В любом месте этой страны мы находим особую организацию пространства: путешествуя (по улице или отправляясь на поезде в пригород или в горы), я всюду замечаю сочетание отдаленного и раздробленного, сочетание, сосуществование противоположных полей (и в деревенском, и в визуальном смысле слова), одновременно замкнутых и открытых (изгороди из чайного кустарника, сосен, мальвовых кустов, композиция из черных крыш, квадратная сеть улочек, асимметрично расположенные низкие домики); никаких оград (разве что очень низкие) и, между тем, здесь я никогда не чувствую себя окруженным горизонтом (который всегда отдает мечтой): никакого желания наполнить легкие воздухом и ударить себя в грудь, утверждая свое я в центре, равном бесконечности: подведенный к очевидности пустой границы, я поистине становлюсь безграничным, но без всякой идеи величия, без метафизической отсылки.

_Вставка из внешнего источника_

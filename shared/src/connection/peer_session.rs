use std::{
    collections::{HashMap, VecDeque},
    mem,
};

use log::{debug, info, trace, warn};

use crate::{
    connection::{
        channel::{ChannelMode, DataChannel},
        decoder::Decoder,
        encoder::Encoder,
        error::ConnectionError,
        peer_connection::{PeerConnection, PeerState},
        session_config::SessionConfig,
    },
    messages::{message::Message, message_type::MessageType},
    types::ClientId,
    world::value::channel_kind::ChannelKind,
    Instant, TimeQueue,
};

/// Addresses a peer by transport name or by assigned game id
#[derive(Copy, Clone, Debug, PartialEq, Eq)]
pub enum PeerRef<'a> {
    Name(&'a str),
    Id(ClientId),
}

impl<'a> From<&'a str> for PeerRef<'a> {
    fn from(name: &'a str) -> Self {
        PeerRef::Name(name)
    }
}

impl<'a> From<&'a String> for PeerRef<'a> {
    fn from(name: &'a String) -> Self {
        PeerRef::Name(name)
    }
}

impl From<ClientId> for PeerRef<'_> {
    fn from(id: ClientId) -> Self {
        PeerRef::Id(id)
    }
}

/// A game-state message waiting to be imported
#[derive(Clone, Debug, PartialEq)]
pub struct InboundMessage {
    pub peer: String,
    pub message: Message,
}

/// Everything that happened on the session since the last `pre_update`
#[derive(Debug, Default)]
pub struct SessionEvents {
    pub joined: Vec<String>,
    pub left: Vec<String>,
    pub messages: Vec<InboundMessage>,
}

type MessageCallback = Box<dyn FnMut(&str, &Message)>;
type PeerCallback = Box<dyn FnMut(&str)>;

#[derive(PartialEq, Eq)]
struct DelayedPayload {
    peer: String,
    mode: ChannelMode,
    payload: Box<[u8]>,
}

/// Owns the channel pairs to every remote peer. Transport events only
/// buffer; the tick loop drains them through `pre_update`.
pub struct PeerSession {
    config: SessionConfig,
    now: Instant,
    peers: HashMap<String, PeerConnection>,
    name_to_id: HashMap<String, ClientId>,
    id_to_name: HashMap<ClientId, String>,
    joined: VecDeque<String>,
    left: VecDeque<String>,
    inbound: VecDeque<InboundMessage>,
    message_callbacks: HashMap<MessageType, Vec<MessageCallback>>,
    join_callbacks: Vec<PeerCallback>,
    leave_callbacks: Vec<PeerCallback>,
    last_ping: Instant,
    delayed: TimeQueue<DelayedPayload>,
    encoder: Encoder,
    decoder: Decoder,
}

impl PeerSession {
    pub fn new(config: SessionConfig, now: &Instant) -> Self {
        Self {
            last_ping: now.clone(),
            encoder: Encoder::new(&config.compression),
            decoder: Decoder::new(&config.compression),
            config,
            now: now.clone(),
            peers: HashMap::new(),
            name_to_id: HashMap::new(),
            id_to_name: HashMap::new(),
            joined: VecDeque::new(),
            left: VecDeque::new(),
            inbound: VecDeque::new(),
            message_callbacks: HashMap::new(),
            join_callbacks: Vec::new(),
            leave_callbacks: Vec::new(),
            delayed: TimeQueue::new(),
        }
    }

    pub fn config(&self) -> &SessionConfig {
        &self.config
    }

    // Callbacks

    /// Registers a handler for a non game-state message type. Handlers run
    /// as soon as the message arrives.
    pub fn register_callback(
        &mut self,
        msg_type: MessageType,
        callback: impl FnMut(&str, &Message) + 'static,
    ) {
        if msg_type == MessageType::GameState {
            warn!("Game-state messages are drained by pre_update, ignoring callback");
            return;
        }
        self.message_callbacks
            .entry(msg_type)
            .or_default()
            .push(Box::new(callback));
    }

    pub fn on_peer_joined(&mut self, callback: impl FnMut(&str) + 'static) {
        self.join_callbacks.push(Box::new(callback));
    }

    pub fn on_peer_left(&mut self, callback: impl FnMut(&str) + 'static) {
        self.leave_callbacks.push(Box::new(callback));
    }

    // Peers

    pub fn has_peer(&self, name: &str) -> bool {
        self.peers.contains_key(name)
    }

    pub fn peer_state(&self, name: &str) -> Option<PeerState> {
        self.peers.get(name).map(|peer| peer.state())
    }

    pub fn is_ready<'p>(&self, peer: impl Into<PeerRef<'p>>) -> bool {
        self.resolve(peer.into())
            .and_then(|name| self.peers.get(name))
            .map_or(false, |peer| peer.is_ready())
    }

    /// Names of every peer with both channels open
    pub fn ready_peers(&self) -> Vec<String> {
        let mut names: Vec<String> = self
            .peers
            .values()
            .filter(|peer| peer.is_ready())
            .map(|peer| peer.name().to_string())
            .collect();
        names.sort();
        names
    }

    pub fn assign_id(&mut self, name: &str, id: ClientId) {
        if let Some(previous) = self.id_to_name.insert(id, name.to_string()) {
            if previous != name {
                warn!("Client id {} moved from {} to {}", id, previous, name);
                self.name_to_id.remove(&previous);
            }
        }
        if let Some(previous_id) = self.name_to_id.insert(name.to_string(), id) {
            if previous_id != id {
                self.id_to_name.remove(&previous_id);
            }
        }
    }

    pub fn peer_id(&self, name: &str) -> Option<ClientId> {
        self.name_to_id.get(name).copied()
    }

    pub fn peer_name(&self, id: ClientId) -> Option<&str> {
        self.id_to_name.get(&id).map(|name| name.as_str())
    }

    fn resolve<'s>(&'s self, peer: PeerRef<'s>) -> Option<&'s str> {
        match peer {
            PeerRef::Name(name) => Some(name),
            PeerRef::Id(id) => self.peer_name(id),
        }
    }

    // Transport events

    /// A transport channel to `name` opened. Returns false for unknown labels.
    pub fn on_channel_open(&mut self, name: &str, label: &str, channel: Box<dyn DataChannel>) -> bool {
        let Some(mode) = ChannelMode::from_label(label) else {
            warn!("Dropping channel {:?} to {}: unknown label", label, name);
            return false;
        };
        let now = self.now.clone();
        let peer = self
            .peers
            .entry(name.to_string())
            .or_insert_with(|| PeerConnection::new(name, &now));
        peer.open(mode, channel);
        peer.mark_heard(&now);
        debug!("Opened {} channel to {}", label, name);

        if peer.is_ready() && peer.announce() {
            info!("Peer {} is ready", name);
            self.joined.push_back(name.to_string());
        }
        true
    }

    /// A transport channel to `name` closed. A peer left with no channels is
    /// removed.
    pub fn on_channel_close(&mut self, name: &str, label: &str) {
        let Some(mode) = ChannelMode::from_label(label) else {
            warn!("Close for unknown channel {:?} to {}", label, name);
            return;
        };
        let Some(peer) = self.peers.get_mut(name) else {
            return;
        };
        peer.remove(mode);
        debug!("Closed {} channel to {}", label, name);
        if peer.state() == PeerState::NoChannels {
            self.remove_peer(name);
        }
    }

    /// Bytes arrived from `name`. Game-state messages are buffered for the
    /// next `pre_update`, everything else is dispatched immediately.
    pub fn on_data(&mut self, name: &str, label: &str, bytes: &[u8]) {
        if ChannelMode::from_label(label).is_none() {
            warn!("Dropping data from {} on unknown channel {:?}", name, label);
            return;
        }
        let Some(peer) = self.peers.get_mut(name) else {
            warn!("Dropping data from unknown peer {}", name);
            return;
        };
        peer.mark_heard(&self.now);

        let message = match self.decode(bytes) {
            Ok(message) => message,
            Err(error) => {
                warn!("Dropping message from {}: {}", name, error);
                return;
            }
        };
        trace!("Received {:?} from {}", message.msg_type(), name);

        match message.msg_type() {
            MessageType::GameState => {
                self.inbound.push_back(InboundMessage {
                    peer: name.to_string(),
                    message,
                });
            }
            MessageType::Disconnect => {
                self.dispatch(name, &message);
                info!("Peer {} disconnected", name);
                if let Some(mut peer) = self.peers.remove(name) {
                    peer.close_all();
                    self.forget(peer);
                }
            }
            _ => self.dispatch(name, &message),
        }
    }

    fn decode(&mut self, bytes: &[u8]) -> Result<Message, ConnectionError> {
        let payload = self.decoder.try_decode(bytes)?;
        Ok(Message::decode(payload)?)
    }

    fn dispatch(&mut self, name: &str, message: &Message) {
        if let Some(callbacks) = self.message_callbacks.get_mut(&message.msg_type()) {
            for callback in callbacks.iter_mut() {
                callback(name, message);
            }
        }
    }

    // Tick

    /// Drains the join buffer, sweeps dead peers, sends due pings and
    /// delayed payloads, then hands back the buffered game-state messages
    pub fn pre_update(&mut self, now: &Instant) -> SessionEvents {
        self.now = now.clone();
        let mut events = SessionEvents::default();

        while let Some(name) = self.joined.pop_front() {
            let Some(peer) = self.peers.get_mut(&name) else {
                continue;
            };
            if peer.joined() {
                continue;
            }
            if !peer.is_ready() {
                // lost a channel before the join went out, so it is queued
                // again once the pair is back
                peer.withdraw();
                continue;
            }
            peer.mark_joined();
            for callback in self.join_callbacks.iter_mut() {
                callback(&name);
            }
            events.joined.push(name);
        }

        let timeout = self.config.disconnect_timeout;
        let mut timed_out: Vec<String> = self
            .peers
            .values()
            .filter(|peer| peer.timed_out(now, timeout))
            .map(|peer| peer.name().to_string())
            .collect();
        timed_out.sort();
        for name in timed_out {
            info!("Peer {} timed out", name);
            self.remove_peer(&name);
        }

        while let Some(name) = self.left.pop_front() {
            for callback in self.leave_callbacks.iter_mut() {
                callback(&name);
            }
            events.left.push(name);
        }

        if self.last_ping.elapsed(now) >= self.config.ping_interval {
            self.last_ping = now.clone();
            self.broadcast(ChannelKind::Reliable, &Message::ping());
        }

        self.flush();

        events.messages = mem::take(&mut self.inbound).into();
        events
    }

    /// Transmits delayed payloads whose delay has passed on the wall clock
    pub fn flush(&mut self) {
        while let Some(delayed) = self.delayed.pop_item(&Instant::now()) {
            if let Err(error) = self.transmit(&delayed.peer, delayed.mode, &delayed.payload) {
                warn!("Dropping delayed payload to {}: {}", delayed.peer, error);
            }
        }
    }

    // Sending

    /// Sends to one ready peer. Logs and returns false on failure.
    pub fn send<'p>(&mut self, peer: impl Into<PeerRef<'p>>, kind: ChannelKind, message: &Message) -> bool {
        match self.try_send(peer, kind, message) {
            Ok(()) => true,
            Err(error) => {
                warn!("{}", error);
                false
            }
        }
    }

    pub fn try_send<'p>(
        &mut self,
        peer: impl Into<PeerRef<'p>>,
        kind: ChannelKind,
        message: &Message,
    ) -> Result<(), ConnectionError> {
        let name = match peer.into() {
            PeerRef::Name(name) => name.to_string(),
            PeerRef::Id(id) => self
                .peer_name(id)
                .map(|name| name.to_string())
                .ok_or_else(|| ConnectionError::UnknownPeer {
                    peer: format!("#{}", id),
                })?,
        };
        self.send_bytes(&name, kind.mode(), message.encode())
    }

    /// Sends to every ready peer, returning how many were reached
    pub fn broadcast(&mut self, kind: ChannelKind, message: &Message) -> usize {
        let payload = message.encode();
        let mut sent = 0;
        for name in self.ready_peers() {
            match self.send_bytes(&name, kind.mode(), payload.clone()) {
                Ok(()) => sent += 1,
                Err(error) => warn!("{}", error),
            }
        }
        sent
    }

    fn send_bytes(&mut self, name: &str, mode: ChannelMode, payload: Box<[u8]>) -> Result<(), ConnectionError> {
        let Some(peer) = self.peers.get(name) else {
            return Err(ConnectionError::UnknownPeer {
                peer: name.to_string(),
            });
        };
        if !peer.is_ready() {
            return Err(ConnectionError::ChannelNotOpen {
                peer: name.to_string(),
                label: mode.label(),
            });
        }

        match self.config.artificial_delay {
            Some(delay) => {
                let mut due = Instant::now();
                due.add_millis(u32::try_from(delay.as_millis()).unwrap_or(u32::MAX));
                self.delayed.add_item(
                    due,
                    DelayedPayload {
                        peer: name.to_string(),
                        mode,
                        payload,
                    },
                );
                Ok(())
            }
            None => self.transmit(name, mode, &payload),
        }
    }

    fn transmit(&mut self, name: &str, mode: ChannelMode, payload: &[u8]) -> Result<(), ConnectionError> {
        let peer = self
            .peers
            .get_mut(name)
            .ok_or_else(|| ConnectionError::UnknownPeer {
                peer: name.to_string(),
            })?;
        let encoded = self.encoder.try_encode(payload)?;
        peer.send(mode, encoded)
    }

    // Teardown

    /// Says goodbye to a peer, best-effort, and closes its channels
    pub fn disconnect<'p>(&mut self, peer: impl Into<PeerRef<'p>>) -> bool {
        let Some(name) = self.resolve(peer.into()).map(|name| name.to_string()) else {
            return false;
        };
        if !self.has_peer(&name) {
            return false;
        }
        if let Err(error) = self.transmit(&name, ChannelMode::Reliable, &Message::disconnect().encode()) {
            debug!("Could not notify {} of disconnect: {}", name, error);
        }
        info!("Disconnecting {}", name);
        self.remove_peer(&name);
        true
    }

    pub fn disconnect_all(&mut self) {
        let mut names: Vec<String> = self.peers.keys().cloned().collect();
        names.sort();
        for name in names {
            self.disconnect(name.as_str());
        }
    }

    fn remove_peer(&mut self, name: &str) {
        if let Some(mut peer) = self.peers.remove(name) {
            peer.close_all();
            self.forget(peer);
        }
    }

    fn forget(&mut self, peer: PeerConnection) {
        if let Some(id) = self.name_to_id.remove(peer.name()) {
            self.id_to_name.remove(&id);
        }
        if peer.joined() {
            self.left.push_back(peer.name().to_string());
        }
    }
}
use std::fmt::Debug;

use naia_serde::Serde;

/// Numeric fields closer than this compare equal for change detection
pub const FLOAT_EPSILON: f64 = 1e-2;

/// A value type that can live inside a `ReplicatedValue`. Beyond being
/// serializable, it defines the equality used for change detection: numbers
/// compare within `FLOAT_EPSILON`, composite values compare field by field.
pub trait Replicate: Serde + Debug + 'static {
    fn approx_eq(&self, other: &Self) -> bool;
}

impl Replicate for f32 {
    fn approx_eq(&self, other: &Self) -> bool {
        ((*self as f64) - (*other as f64)).abs() < FLOAT_EPSILON
    }
}

impl Replicate for f64 {
    fn approx_eq(&self, other: &Self) -> bool {
        (self - other).abs() < FLOAT_EPSILON
    }
}

macro_rules! impl_replicate_exact {
    ($($t:ty),*) => {
        $(
            impl Replicate for $t {
                fn approx_eq(&self, other: &Self) -> bool {
                    self == other
                }
            }
        )*
    };
}

impl_replicate_exact!(bool, u8, u16, u32, u64, i8, i16, i32, i64, String);

impl<T: Replicate> Replicate for Option<T> {
    fn approx_eq(&self, other: &Self) -> bool {
        match (self, other) {
            (Some(a), Some(b)) => a.approx_eq(b),
            (None, None) => true,
            _ => false,
        }
    }
}

impl<T: Replicate> Replicate for Vec<T> {
    fn approx_eq(&self, other: &Self) -> bool {
        self.len() == other.len() && self.iter().zip(other).all(|(a, b)| a.approx_eq(b))
    }
}

impl<T: Replicate, const N: usize> Replicate for [T; N] {
    fn approx_eq(&self, other: &Self) -> bool {
        self.iter().zip(other).all(|(a, b)| a.approx_eq(b))
    }
}

macro_rules! impl_replicate_tuple {
    ($($name:ident : $index:tt),+) => {
        impl<$($name: Replicate),+> Replicate for ($($name,)+) {
            fn approx_eq(&self, other: &Self) -> bool {
                true $(&& self.$index.approx_eq(&other.$index))+
            }
        }
    };
}

impl_replicate_tuple!(A: 0);
impl_replicate_tuple!(A: 0, B: 1);
impl_replicate_tuple!(A: 0, B: 1, C: 2);
impl_replicate_tuple!(A: 0, B: 1, C: 2, D: 3);
use replica_shared::{
    initialize_object, step_object, ChannelKind, ChannelMode, DataMap, GameObject, Instant, Message,
    PeerSession, Phase, ReplicationContext, SessionConfig, WireValue, FIRST_CLIENT_ID,
};
use replica_test::{
    encode, player_list, replicated_pos, LocalLink, Player, TestCluster, POS,
};

fn init_logging() {
    let _ = env_logger::builder().is_test(true).try_init();
}

fn pre_update(object: &mut dyn GameObject) {
    step_object(object, Phase::PreUpdate, 16.0);
}

fn player_payload(id: u32, pos: (f32, f32)) -> DataMap {
    let mut player = DataMap::new();
    player.insert_field(POS, encode(&pos));
    let mut data = DataMap::new();
    data.insert_child(id, 0, player);
    data
}

fn pos_in(cluster_root: &dyn GameObject, id: u32) -> Option<(f32, f32)> {
    cluster_root
        .node()
        .child(id)
        .and_then(|player| replicated_pos(player.node()))
}

#[test]
fn nested_state_reaches_a_copy_and_waits_for_its_child() {
    init_logging();
    let now = Instant::now();
    let host = ReplicationContext::host();

    let mut parent = Player::new(&host, None);
    let child = Player::new(&host, None);
    let child_state = child.state();
    parent.node_mut().register_child(5, Box::new(child));
    initialize_object(&mut parent);
    pre_update(&mut parent);

    // only the parent has data yet
    parent.set_pos((1.0, 2.0));
    parent.node_mut().update_data(1);
    let (data, _) = parent.node_mut().data_map(ChannelKind::Init, 1, &now);
    assert_eq!(data.len(), 1);
    assert!(data.get(7).is_none());

    child_state.borrow_mut().pos = Some((5.0, 6.0));
    parent.node_mut().update_data(2);
    let (data, has_data) = parent.node_mut().data_map(ChannelKind::Init, 2, &now);
    assert!(has_data);
    assert_eq!(data.len(), 2);
    assert!(matches!(data.get(7), Some(WireValue::Node(_))));

    let wire = Message::game_state(2, data).encode();
    let message = Message::decode(&wire).unwrap();

    let client = ReplicationContext::client(Some(9));
    let mut copy = Player::new(&client, None);
    copy.node_mut().import_data(message.data(), message.seq_num());
    assert_eq!(copy.pos(), Some((1.0, 2.0)));
    assert_eq!(copy.node().buffered(5), 1);

    let copy_child = Player::new(&client, None);
    let copy_child_state = copy_child.state();
    copy.node_mut().register_child(5, Box::new(copy_child));

    assert_eq!(copy.node().buffered(5), 0);
    assert_eq!(copy_child_state.borrow().pos, Some((5.0, 6.0)));
    assert_eq!(copy_child_state.borrow().imports, 1);
}

#[test]
fn reordered_unreliable_state_settles_on_the_newest() {
    init_logging();
    let now = Instant::now();
    let mut host = PeerSession::new(SessionConfig::default(), &now);
    let mut client = PeerSession::new(SessionConfig::default(), &now);
    let mut link = LocalLink::connect("host", &mut host, "client", &mut client);

    for (seq, x) in [(1, 1.0f32), (2, 2.0)] {
        let mut data = DataMap::new();
        data.insert_field(POS, encode(&(x, 0.0f32)));
        host.send(
            "client",
            ChannelKind::Unreliable,
            &Message::game_state(seq, data),
        );
    }
    link.reorder_from_a(ChannelMode::Unreliable);
    link.deliver(&mut host, &mut client);

    let inbound = client.pre_update(&now).messages;
    let seqs: Vec<u64> = inbound.iter().map(|inbound| inbound.message.seq_num()).collect();
    assert_eq!(seqs, vec![2, 1]);

    let context = ReplicationContext::client(Some(1));
    let mut copy = Player::new(&context, None);
    for inbound in &inbound {
        copy.node_mut()
            .import_data(inbound.message.data(), inbound.message.seq_num());
    }
    assert_eq!(copy.pos(), Some((2.0, 0.0)));
    assert_eq!(copy.state().borrow().imports, 1);
}

#[test]
fn client_owned_player_is_relayed_to_other_clients() {
    init_logging();
    let mut cluster = TestCluster::new(|context| Box::new(player_list(context)));
    let alice = cluster.add_client("alice", |context| Box::new(player_list(context)));
    let bob = cluster.add_client("bob", |context| Box::new(player_list(context)));

    cluster.tick(16);
    assert_eq!(cluster.client(alice).context().client_id(), Some(FIRST_CLIENT_ID));
    assert_eq!(cluster.client(bob).context().client_id(), Some(FIRST_CLIENT_ID + 1));
    assert_eq!(cluster.host.session().peer_id("alice"), Some(FIRST_CLIENT_ID));

    let alice_context = cluster.client(alice).context().clone();
    let player = Player::new(&alice_context, Some(FIRST_CLIENT_ID));
    player.set_pos((3.0, 4.0));
    let alice_state = player.state();
    cluster
        .client_mut(alice)
        .root_mut()
        .node_mut()
        .register_child(FIRST_CLIENT_ID, Box::new(player));

    for _ in 0..4 {
        cluster.tick(16);
    }

    assert_eq!(pos_in(cluster.host.root(), FIRST_CLIENT_ID), Some((3.0, 4.0)));
    assert_eq!(pos_in(cluster.client(bob).root(), FIRST_CLIENT_ID), Some((3.0, 4.0)));
    assert!(alice_state.borrow().validated.contains(&(3.0, 4.0)));
    assert_eq!(alice_state.borrow().imports, 0);

    alice_state.borrow_mut().pos = Some((7.0, 8.0));
    for _ in 0..4 {
        cluster.tick(16);
    }
    assert_eq!(pos_in(cluster.client(bob).root(), FIRST_CLIENT_ID), Some((7.0, 8.0)));
    assert_eq!(alice_state.borrow().pos, Some((7.0, 8.0)));
}

#[test]
fn delayed_client_packet_does_not_overwrite_newer_relay_state() {
    init_logging();
    let mut cluster = TestCluster::new(|context| Box::new(player_list(context)));
    let alice = cluster.add_client("alice", |context| Box::new(player_list(context)));
    let bob = cluster.add_client("bob", |context| Box::new(player_list(context)));
    cluster.tick(16);

    for (seq, x) in [(11, 2.0f32), (10, 1.0)] {
        assert!(cluster.client_mut(alice).session_mut().send(
            "host",
            ChannelKind::Unreliable,
            &Message::game_state(seq, player_payload(FIRST_CLIENT_ID, (x, 0.0))),
        ));
    }
    cluster.deliver();
    cluster.tick(16);
    cluster.tick(16);

    assert_eq!(pos_in(cluster.host.root(), FIRST_CLIENT_ID), Some((2.0, 0.0)));
    assert_eq!(pos_in(cluster.client(bob).root(), FIRST_CLIENT_ID), Some((2.0, 0.0)));

    assert!(cluster.client_mut(alice).session_mut().send(
        "host",
        ChannelKind::Unreliable,
        &Message::game_state(12, player_payload(FIRST_CLIENT_ID, (3.0, 0.0))),
    ));
    cluster.deliver();
    cluster.tick(16);
    cluster.tick(16);

    assert_eq!(pos_in(cluster.host.root(), FIRST_CLIENT_ID), Some((3.0, 0.0)));
    assert_eq!(pos_in(cluster.client(bob).root(), FIRST_CLIENT_ID), Some((3.0, 0.0)));
}

#[test]
fn late_joiner_receives_a_snapshot() {
    init_logging();
    let mut cluster = TestCluster::new(|context| {
        let mut root = player_list(context);
        let player = Player::new(context, None);
        player.set_pos((9.0, 9.0));
        root.register_child(100, Box::new(player));
        Box::new(root)
    });
    for _ in 0..20 {
        cluster.tick(16);
    }

    let carol = cluster.add_client("carol", |context| Box::new(player_list(context)));
    for _ in 0..3 {
        cluster.tick(16);
    }

    assert_eq!(pos_in(cluster.client(carol).root(), 100), Some((9.0, 9.0)));
}

#[test]
fn disconnecting_client_is_reported_left() {
    init_logging();
    let mut cluster = TestCluster::new(|context| Box::new(player_list(context)));
    let alice = cluster.add_client("alice", |context| Box::new(player_list(context)));
    cluster.tick(16);

    cluster.client_mut(alice).disconnect();
    cluster.deliver();
    let events = cluster.tick(16);

    assert_eq!(events.left, vec!["alice".to_string()]);
    assert!(!cluster.host.session().has_peer("alice"));
    assert_eq!(cluster.host.session().peer_id("alice"), None);
}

Все здесь жилище — от склона горы и до угла квартала; и я всегда нахожусь в самой роскошной комнате этого жилища: впечатление роскоши (которая вместе с тем есть роскошь киосков, коридоров, загородных домиков, мастерских живописцев, частных библиотек) возникает из-за того, что всякое место не имеет иных границ, кроме ковра, сотканного из живых ощущений, ослепительных знаков (цветы, окна, листва, картины, книги); пространство ограничено не длинной высокой стеной, но самой абстракцией различных частей видимого («видов»), меня обрамляющих: стена разрушена под воздействием надписи; сад предстает каменистым гобеленом, сотканным из мелких толщин (камни, бороздки на песке, оставленные граблями), общественное место — череда мгновенных событий, дающих доступ к значимому в столь живой и резкой вспышке, что знак исчезает еще до того, как какое-либо означаемое успевает «установиться». Как будто какая-то многовековая техника позволяет пейзажу или спектаклю разворачиваться в пространстве чистой значимости, обрывистой и пустой, как надлом. Империя знаков? Да, если иметь в виду, что эти знаки пусты, а ритуал лишен Бога. Посмотрите на кабинет Знаков (где жил Малларме), то есть туда, на все эти городские, домашние и сельские виды, и чтобы лучше понять, как устроен этот кабинет, возьмите в качестве примера коридор Шикидаи: он отделан светом, обрамлен пустотой и ничего в себе не содержит, он, конечно, украшен, но таким образом, что рисунки (цветы, деревья, птицы, животные) подняты, скрыты, убраны подальше от глаз, в нем нет места и мебели (довольно парадоксальное слово, обозначающее обычно не особенно подвижную
собственность, которую стараются хранить как можно дольше: у нас мебель обречена на неподвижность, в Японии же сам дом, который часто перестраивают, являет собой почти что движимое имущество); в этом коридоре, как в образцовом японском доме, лишенном мебели (или с редкой мебелью), нет ни одного места, хоть сколько-нибудь обозначающего собственность: ни сидения, ни кровати, ни стола, ни одного места, откуда тело могло бы утверждать себя в качестве субъекта (или хозяина) пространства: центр устранен (чудовищное лишение для западного человека, повсюду обеспеченного собственным креслом, собственной кроватью, собственника домашнего расположения). Лишенное центра, пространство оказывается обратимым: можно перевернуть коридор Шикидаи, и не случится ничего, кроме переворачивания справа налево или сверху вниз без всяких последствий: означаемое устранено раз и навсегда: проходя, пересекая или садясь на пол (или же на потолок, если перевернуть картинку), вы не найдете ничего, что можно было бы ухватить.